Calvert Insurance v. S & L Realty Corp.

926 F. Supp. 44, 1996 WL 257575
CourtDistrict Court, S.D. New York
DecidedMay 31, 1996
Docket95 Civ. 5725 (RWS)
StatusPublished
Cited by5 cases

This text of 926 F. Supp. 44 (Calvert Insurance v. S & L Realty Corp.) is published on Counsel Stack Legal Research, covering District Court, S.D. New York primary law. Counsel Stack provides free access to over 12 million legal documents including statutes, case law, regulations, and constitutions.

Bluebook
Calvert Insurance v. S & L Realty Corp., 926 F. Supp. 44, 1996 WL 257575 (S.D.N.Y. 1996).

Opinion

OPINION

SWEET, District Judge.

Plaintiff Calvert Insurance Co. (“Calvert”) has moved for summary judgment pursuant to Rule 56(b), to declare that it is not obligated to defend or indemnify Defendants S & L Realty and S & L Management Corp. (collectively, “S & L”) in an underlying personal injury action brought by Defendant Kitoria Washington (“Washington”) against S & L based on Washington’s alleged exposure to chemical fumes or vapors.

For the reasons discussed below, Plaintiffs motion for summary judgment will be denied.

Prior Proceedings

Calvert brought this action on August 2, 1995, seeking a judgment declaring that it is not obligated to defend or indemnify S & L in Washington’s underlying personal injury action. The instant motion was heard and considered finally submitted on March 27, 1996.

The Facts, the Parties and the Underlying Action

S & L Realty owns, and S & L Management Corp. manages, a complex of buildings at 76 Clay Street in Brooklyn, New York (“the Clay Street property”). S & L Realty leases the ground floor to Professional Service Centers for the Handicapped (“PSCH”), which operates a mental health facility on the premises. In August 1994, Washington was employed as a counselor by the tenant, PSCH. In August 1994, PSCH hired a floor contractor to install a new floor in the Clay Street property. The contractor laid a plywood base and cemented or glued tiles to it. The work area was not ventilated during the installation of the new floor—the windows were closed and the air conditioning on. While work was ongoing on August 21, 1994, the cement fumes caused several PSCH employees to become ill.
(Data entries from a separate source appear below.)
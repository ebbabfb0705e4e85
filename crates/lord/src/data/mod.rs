//! Input data model.
//!
//! Rows arrive pre-encoded as selector ids. A [`SelectorTable`] describes the
//! vocabulary (predictor selectors first, then class selectors) and a
//! [`Dataset`] holds validated rows, each an ascending id array ending in its
//! class selector. [`ExampleRef`] is the borrowed form used at query time.

mod dataset;
mod example;
mod selector;

pub use dataset::{Dataset, DatasetError};
pub use example::ExampleRef;
pub use selector::{Selector, SelectorId, SelectorRole, SelectorTable};
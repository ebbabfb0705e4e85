//! Core data structures: the PPC prefix tree, occurrence lists, rules and the
//! rule trie.

/// Node identifier inside a [`PrefixTree`] or [`RuleTrie`] arena.
pub type NodeId = u32;

pub mod nlist;
pub mod ppc_tree;
pub mod rule;
pub mod rule_trie;

pub use nlist::{Occurrence, OccurrenceList};
pub use ppc_tree::PrefixTree;
pub use rule::{export_order, RuleInfo, RuleSignature};
pub use rule_trie::{select_best, InsertOrder, RuleTrie};
//! Classification quality of a rule set.

use ndarray::Array2;

use crate::data::SelectorId;

/// Errors raised while scoring predictions.
#[derive(Debug, Clone, PartialEq, Eq, thiserror::Error)]
pub enum EvalError {
    #[error("{truth} true labels but {predicted} predictions")]
    LengthMismatch { truth: usize, predicted: usize },

    #[error("class {id} is not among the evaluated classes")]
    UnknownClass { id: SelectorId },
}

/// Per-class scores.
#[derive(Debug, Clone, Copy, PartialEq)]
pub struct ClassScores {
    pub class: SelectorId,
    pub recall: f64,
    pub precision: f64,
    pub f1: f64,
    /// Rows whose true class is this one.
    pub support: u32,
}

/// Confusion matrix and derived scores.
///
/// Matrix rows are predicted classes, columns true classes, both in the
/// order of `classes`.
#[derive(Debug, Clone, PartialEq)]
pub struct ModelEvaluation {
    classes: Vec<SelectorId>,
    confusion: Array2<u32>,
    per_class: Vec<ClassScores>,
}

impl ModelEvaluation {
    /// # Errors
    ///
    /// [`EvalError`] if the slices differ in length or a label is not listed
    /// in `classes`.
    pub fn from_predictions(
        truth: &[SelectorId],
        predicted: &[SelectorId],
        classes: &[SelectorId],
    ) -> Result<Self, EvalError> {
        if truth.len() != predicted.len() {
            return Err(EvalError::LengthMismatch {
                truth: truth.len(),
                predicted: predicted.len(),
            });
        }
        let index = |id: SelectorId| {
            classes
                .iter()
                .position(|&c| c == id)
                .ok_or(EvalError::UnknownClass { id })
        };

        let k = classes.len();
        let mut confusion = Array2::<u32>::zeros((k, k));
        for (&t, &p) in truth.iter().zip(predicted) {
            confusion[[index(p)?, index(t)?]] += 1;
        }

        let per_class = classes
            .iter()
            .enumerate()
            .map(|(i, &class)| {
                let hits = confusion[[i, i]];
                let actual: u32 = confusion.column(i).sum();
                let predicted: u32 = confusion.row(i).sum();
                let recall = ratio(hits, actual);
                let precision = ratio(hits, predicted);
                let f1 = if recall + precision > 0.0 {
                    2.0 * recall * precision / (recall + precision)
                } else {
                    0.0
                };
                ClassScores {
                    class,
                    recall,
                    precision,
                    f1,
                    support: actual,
                }
            })
            .collect();

        Ok(Self {
            classes: classes.to_vec(),
            confusion,
            per_class,
        })
    }

    pub fn classes(&self) -> &[SelectorId] {
        &self.classes
    }

    pub fn confusion(&self) -> &Array2<u32> {
        &self.confusion
    }

    pub fn per_class(&self) -> &[ClassScores] {
        &self.per_class
    }

    pub fn total(&self) -> u32 {
        self.confusion.sum()
    }

    pub fn hits(&self) -> u32 {
        self.confusion.diag().sum()
    }

    pub fn misses(&self) -> u32 {
        self.total() - self.hits()
    }

    /// Fraction of correct predictions; 0 when nothing was predicted.
    pub fn accuracy(&self) -> f64 {
        match self.total() {
            0 => 0.0,
            total => self.hits() as f64 / total as f64,
        }
    }

    /// Unweighted mean of per-class `(recall, precision, f1)`.
    pub fn macro_average(&self) -> (f64, f64, f64) {
        let k = self.per_class.len();
        if k == 0 {
            return (0.0, 0.0, 0.0);
        }
        let (r, p, f) = self.per_class.iter().fold((0.0, 0.0, 0.0), |(r, p, f), s| {
            (r + s.recall, p + s.precision, f + s.f1)
        });
        (r / k as f64, p / k as f64, f / k as f64)
    }

    /// Mean of per-class `(recall, precision, f1)` weighted by class support.
    pub fn weighted_average(&self) -> (f64, f64, f64) {
        let total = self.total();
        if total == 0 {
            return (0.0, 0.0, 0.0);
        }
        let (r, p, f) = self.per_class.iter().fold((0.0, 0.0, 0.0), |(r, p, f), s| {
            let w = s.support as f64;
            (r + w * s.recall, p + w * s.precision, f + w * s.f1)
        });
        let total = total as f64;
        (r / total, p / total, f / total)
    }
}

/// `hits / count`, with 0/0 = 1.
#[inline]
fn ratio(hits: u32, count: u32) -> f64 {
    match (hits, count) {
        (0, 0) => 1.0,
        (_, 0) => 0.0,
        _ => hits as f64 / count as f64,
    }
}

#[cfg(test)]
mod tests {
    use approx::assert_relative_eq;

    use super::*;

    #[test]
    fn test_confusion_layout() {
        let truth = [11, 11, 12, 13, 13, 13];
        let predicted = [11, 12, 12, 13, 11, 13];
        let eval = ModelEvaluation::from_predictions(&truth, &predicted, &[11, 12, 13]).unwrap();

        // rows = predicted, columns = true
        assert_eq!(eval.confusion()[[0, 0]], 1);
        assert_eq!(eval.confusion()[[1, 0]], 1);
        assert_eq!(eval.confusion()[[0, 2]], 1);
        assert_eq!(eval.total(), 6);
        assert_eq!(eval.hits(), 4);
        assert_eq!(eval.misses(), 2);
        assert_relative_eq!(eval.accuracy(), 4.0 / 6.0);
    }

    #[test]
    fn test_per_class_scores() {
        let truth = [11, 11, 12, 13, 13, 13];
        let predicted = [11, 12, 12, 13, 11, 13];
        let eval = ModelEvaluation::from_predictions(&truth, &predicted, &[11, 12, 13]).unwrap();
        let s = eval.per_class();

        assert_relative_eq!(s[0].recall, 0.5);
        assert_relative_eq!(s[0].precision, 0.5);
        assert_relative_eq!(s[1].recall, 1.0);
        assert_relative_eq!(s[1].precision, 0.5);
        assert_relative_eq!(s[1].f1, 2.0 / 3.0);
        assert_relative_eq!(s[2].recall, 2.0 / 3.0);
        assert_relative_eq!(s[2].precision, 1.0);
        assert_eq!(s[2].support, 3);

        let (r, _, _) = eval.weighted_average();
        // weighted recall equals accuracy
        assert_relative_eq!(r, eval.accuracy());
        let (mr, _, _) = eval.macro_average();
        assert_relative_eq!(mr, (0.5 + 1.0 + 2.0 / 3.0) / 3.0);
    }

    #[test]
    fn test_absent_class_scores_one() {
        let eval = ModelEvaluation::from_predictions(&[11, 11], &[11, 11], &[11, 12]).unwrap();
        let absent = eval.per_class()[1];
        assert_eq!(absent.recall, 1.0);
        assert_eq!(absent.precision, 1.0);
    }

    #[test]
    fn test_never_predicted_class() {
        let eval = ModelEvaluation::from_predictions(&[11, 12], &[11, 11], &[11, 12]).unwrap();
        let missed = eval.per_class()[1];
        assert_eq!(missed.recall, 0.0);
        assert_eq!(missed.precision, 0.0);
        assert_eq!(missed.f1, 0.0);
    }

    #[test]
    fn test_errors() {
        assert_eq!(
            ModelEvaluation::from_predictions(&[11], &[], &[11]),
            Err(EvalError::LengthMismatch { truth: 1, predicted: 0 })
        );
        assert_eq!(
            ModelEvaluation::from_predictions(&[11], &[14], &[11]),
            Err(EvalError::UnknownClass { id: 14 })
        );
    }
}
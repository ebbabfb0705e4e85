//! Depth-first branch-and-bound search.
//!
//! Bodies are enumerated as ascending sub-combinations of the row's
//! predictors. At every body, each candidate head is scored and the
//! extensions by a larger sibling are derived from the body's list. Once the
//! incumbent has `n = 0`, any set supported by fewer than `p` rows can no
//! longer win and is cut, together with everything below it.

use crate::data::SelectorId;
use crate::repr::OccurrenceList;
use crate::training::heuristics::{HeuristicFn, RuleStats};
use crate::training::SearchError;

use super::{improves, ExhaustiveParams, RuleSearcher, Scored};

/// A selector with its base list. `positives` is only meaningful for heads.
#[derive(Clone, Copy)]
struct Candidate<'l> {
    id: SelectorId,
    positives: u32,
    list: &'l OccurrenceList,
}

/// A body extension waiting to be explored.
struct Branch<'l> {
    base: Candidate<'l>,
    list: OccurrenceList,
}

struct BranchAndBound<'h, H> {
    heuristic: &'h H,
    n_rows: u32,
    max_body_len: usize,
    best: Option<Scored>,
}

impl<H: HeuristicFn> BranchAndBound<'_, H> {
    /// Whether a set supported by `support` rows is cut by the incumbent.
    #[inline]
    fn cut(&self, support: u32) -> bool {
        self.best
            .as_ref()
            .is_some_and(|b| b.n() == 0 && support < b.p)
    }

    fn descend<'l>(
        &mut self,
        body: &mut Vec<SelectorId>,
        body_list: &OccurrenceList,
        siblings: &[Candidate<'l>],
        heads: &[Candidate<'l>],
    ) {
        let mut next: Vec<Branch<'l>> = Vec::new();
        if body.len() < self.max_body_len {
            for sibling in siblings {
                let list = body_list.extend(sibling.list);
                if self.cut(list.support()) {
                    continue;
                }
                next.push(Branch {
                    base: *sibling,
                    list,
                });
            }
        }

        let covered = body_list.support();
        let mut next_heads: Vec<Candidate<'l>> = Vec::with_capacity(heads.len());
        for head in heads {
            let p = body_list.extend(head.list).support();
            if self.cut(p) {
                continue;
            }
            next_heads.push(*head);

            let h = self.heuristic.evaluate(&RuleStats::new(
                covered,
                p,
                self.n_rows,
                head.positives,
            ));
            if improves(&self.best, h, p) {
                self.best = Some(Scored {
                    body: body.clone(),
                    head: head.id,
                    covered,
                    p,
                    h,
                });
            }
        }

        if next_heads.is_empty() || next.is_empty() {
            return;
        }

        let bases: Vec<Candidate<'l>> = next.iter().map(|branch| branch.base).collect();
        for (k, branch) in next.iter().enumerate() {
            body.push(branch.base.id);
            self.descend(body, &branch.list, &bases[k + 1..], &next_heads);
            body.pop();
        }
    }
}

impl<H: HeuristicFn> RuleSearcher<'_, H> {
    pub(super) fn exhaustive(
        &mut self,
        body: &[SelectorId],
        heads: &[SelectorId],
        params: &ExhaustiveParams,
        seed: Option<Scored>,
    ) -> Result<Option<Scored>, SearchError> {
        let bases = body
            .iter()
            .map(|&id| {
                self.cache.base(id).map(|list| Candidate {
                    id,
                    positives: 0,
                    list,
                })
            })
            .collect::<Result<Vec<_>, _>>()?;
        let heads = heads
            .iter()
            .map(|&id| {
                self.cache.base(id).map(|list| Candidate {
                    id,
                    positives: list.support(),
                    list,
                })
            })
            .collect::<Result<Vec<_>, _>>()?;

        let max_body_len = params.max_body_len();
        let mut bnb = BranchAndBound {
            heuristic: self.heuristic,
            n_rows: self.n_rows,
            max_body_len,
            // a seed longer than the bound is not a valid answer
            best: seed.filter(|s| s.body.len() <= max_body_len),
        };
        if bnb.max_body_len == 0 {
            return Ok(bnb.best);
        }

        let mut current = Vec::with_capacity(body.len());
        for (k, first) in bases.iter().enumerate() {
            current.push(first.id);
            bnb.descend(&mut current, first.list, &bases[k + 1..], &heads);
            current.pop();
        }
        Ok(bnb.best)
    }
}
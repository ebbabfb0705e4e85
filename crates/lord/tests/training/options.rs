//! Training under non-default search, filtering and scoring options.

use std::num::NonZeroUsize;

use rstest::rstest;

use lord::data::Dataset;
use lord::repr::InsertOrder;
use lord::testing::{brute_force_support, reference_dataset, synthetic_classification};
use lord::training::{CandidateHeads, ExhaustiveParams, FilterMode};
use lord::{Heuristic, LordConfig, LordModel, SearchStrategy, Verbosity};

const ONE: NonZeroUsize = NonZeroUsize::MIN;

fn train(ds: &Dataset, config: LordConfig) -> LordModel {
    LordModel::train(ds, config).unwrap()
}

fn rules_are_consistent(ds: &Dataset, model: &LordModel) -> bool {
    model.rule_list().iter().all(|rule| {
        let mut with_head = rule.body().to_vec();
        with_head.push(rule.head());
        brute_force_support(ds, rule.body()) == rule.coverage()
            && brute_force_support(ds, &with_head) == rule.p()
    })
}

#[rstest]
#[case::precision(Heuristic::precision())]
#[case::laplace(Heuristic::laplace())]
#[case::m_estimate(Heuristic::m_estimate(22.466))]
#[case::entropy(Heuristic::entropy())]
#[case::cosine(Heuristic::cosine())]
#[case::linear_cost(Heuristic::linear_cost(0.5))]
#[case::relative_cost(Heuristic::relative_cost(0.5))]
#[case::m_relative_laplace(Heuristic::m_relative_laplace(0.5))]
fn every_heuristic_trains(#[case] heuristic: Heuristic) {
    let ds = reference_dataset();
    let config = LordConfig::builder()
        .n_threads(ONE)
        .heuristic(heuristic)
        .build()
        .unwrap();
    let model = train(&ds, config);

    assert!(rules_are_consistent(&ds, &model));
    for row in ds.rows() {
        assert!(ds.selectors().is_target(model.predict(row)));
    }
}

#[test]
fn exhaustive_respects_max_rule_len() {
    let ds = synthetic_classification(200, 5, 3, 3, 21, 0.05);
    let config = LordConfig::builder()
        .n_threads(ONE)
        .search(SearchStrategy::exhaustive_with_max_len(3))
        .build()
        .unwrap();
    let model = train(&ds, config);

    assert!(model.n_rules() > 0);
    assert!(model.rule_list().iter().all(|rule| rule.len() <= 2));
    assert!(rules_are_consistent(&ds, &model));
}

#[test]
fn exhaustive_keeps_a_rule_for_every_row() {
    let ds = reference_dataset();
    let config = LordConfig::builder()
        .n_threads(ONE)
        .search(SearchStrategy::Exhaustive(ExhaustiveParams {
            max_rule_len: None,
            seed_with_greedy: true,
        }))
        .build()
        .unwrap();
    let model = train(&ds, config);

    assert!(rules_are_consistent(&ds, &model));
    for idx in 0..ds.n_rows() {
        let explained = model.explain(ds.row(idx));
        assert!(
            explained
                .covering_rules
                .iter()
                .any(|rule| rule.head() == ds.class_of(idx)),
            "row {idx}"
        );
    }
}

#[test]
fn all_class_heads_stay_consistent() {
    let ds = synthetic_classification(150, 4, 3, 3, 2, 0.2);
    let config = LordConfig::builder()
        .n_threads(ONE)
        .search(SearchStrategy::exhaustive_with_max_len(4))
        .candidate_heads(CandidateHeads::AllClasses)
        .build()
        .unwrap();
    let model = train(&ds, config);

    assert!(model.n_rules() > 0);
    assert!(rules_are_consistent(&ds, &model));
}

#[test]
fn skip_covered_mines_no_more_rules() {
    let ds = synthetic_classification(300, 5, 3, 3, 13, 0.05);
    let unfiltered = LordConfig::builder()
        .n_threads(ONE)
        .filter(FilterMode::None)
        .build()
        .unwrap();
    let skipping = LordConfig::builder()
        .n_threads(ONE)
        .filter(FilterMode::None)
        .skip_covered(true)
        .build()
        .unwrap();
    let full = train(&ds, unfiltered);
    let skipped = train(&ds, skipping);

    assert!(skipped.n_rules() > 0);
    assert!(skipped.n_rules() <= full.n_rules());
    assert!(rules_are_consistent(&ds, &skipped));
}

#[test]
fn specialization_filter_drops_dominated_extensions() {
    let ds = synthetic_classification(300, 5, 3, 3, 17, 0.1);
    let unfiltered = LordConfig::builder()
        .n_threads(ONE)
        .filter(FilterMode::None)
        .build()
        .unwrap();
    let specialization = LordConfig::builder()
        .n_threads(ONE)
        .filter(FilterMode::Specialization)
        .build()
        .unwrap();
    let full = train(&ds, unfiltered);
    let filtered = train(&ds, specialization);

    assert!(filtered.n_rules() <= full.n_rules());
    // descending paths: a rule's trie ancestors hold its highest ids
    let rules = filtered.rule_list();
    for specific in &rules {
        for general in &rules {
            let k = general.len();
            let on_path =
                k < specific.len() && general.body() == &specific.body()[specific.len() - k..];
            if on_path {
                assert!(
                    specific.heuristic_value() > general.heuristic_value(),
                    "{specific} under {general}"
                );
            }
        }
    }
}

#[test]
fn ascending_trie_stores_every_rule() {
    let ds = synthetic_classification(250, 5, 3, 3, 4, 0.1);
    let config = LordConfig::builder()
        .n_threads(ONE)
        .trie_order(InsertOrder::Ascending)
        .build()
        .unwrap();
    let model = train(&ds, config);

    assert_eq!(model.trie().order(), InsertOrder::Ascending);
    assert!(rules_are_consistent(&ds, &model));
    for rule in model.rule_list() {
        assert_eq!(model.trie().get(rule.body()).map(|r| r.head()), Some(rule.head()));
    }
}

#[test]
fn verbose_training_matches_silent() {
    let ds = reference_dataset();
    let silent = LordConfig::builder().n_threads(ONE).build().unwrap();
    let verbose = LordConfig::builder()
        .n_threads(ONE)
        .verbosity(Verbosity::Debug)
        .build()
        .unwrap();

    assert_eq!(train(&ds, silent).rule_list(), train(&ds, verbose).rule_list());
}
The New York City Fire Department evacuated the Building, and later, after ventilation had dissipated the fumes, allowed reentry.

On August 30, 1994, Washington brought suit against S & L in the Supreme Court of the State of New York, County of New York, for bodily injuries allegedly sustained on August 21, 1994 as a result of S & L’s negligence. Washington alleged in her Complaint that she had been injured as a result of exposure to the fumes from the cement used to install a plywood floor in the Clay Street property owned by S & L and leased by Washington’s employer.

Calvert had issued a commercial general liability policy to S & L covering the Clay Street property. The policy provided that Calvert would defend and indemnify S & L for “ ‘bodily injury 1 and ‘property damage’ to which this insurance applies caused by an ‘occurrence’ ” The policy at issue contains a “total pollution exclusion” clause applying to injury or damage caused by “pollutants.” 1

Legal Standard for Summary Judgment

A motion for summary judgment may be granted only when there is no genuine issue of material fact remaining for trial and the moving party is entitled to judgment as a *46 matter of law. See Fed.R.Civ.P. 56(e); Silver v. City Univ. of New York, 947 F.2d 1021, 1022 (2d Cir.1991).

In the Second Circuit, “[a]s a general rule, all ambiguities and inferences to be drawn from the underlying facts should be resolved in favor of the party opposing the motion, and all doubts as to the existence of a genuine issue for trial should be resolved against the moving party. Brady v. Town of Colchester, 863 F.2d 205, 210 (2d Cir.1988) (citing Celotex Corp. v. Catrett, 477 U.S. 317, 330 n. 2, 106 S.Ct. 2548, 2556 n. 2, 91 L.Ed.2d 265 (Brennan, J., dissenting)). The Second Circuit has stated that, when “[v]iewing the evidence produced in the light most favorable to the nonmovant ... a rational trier could not find for the nonmovant, then there is no genuine issue of material fact and entry of summary judgment is appropriate.” Binder v. Long Island Lighting Co., 933 F.2d 187, 191 (2d Cir.1991).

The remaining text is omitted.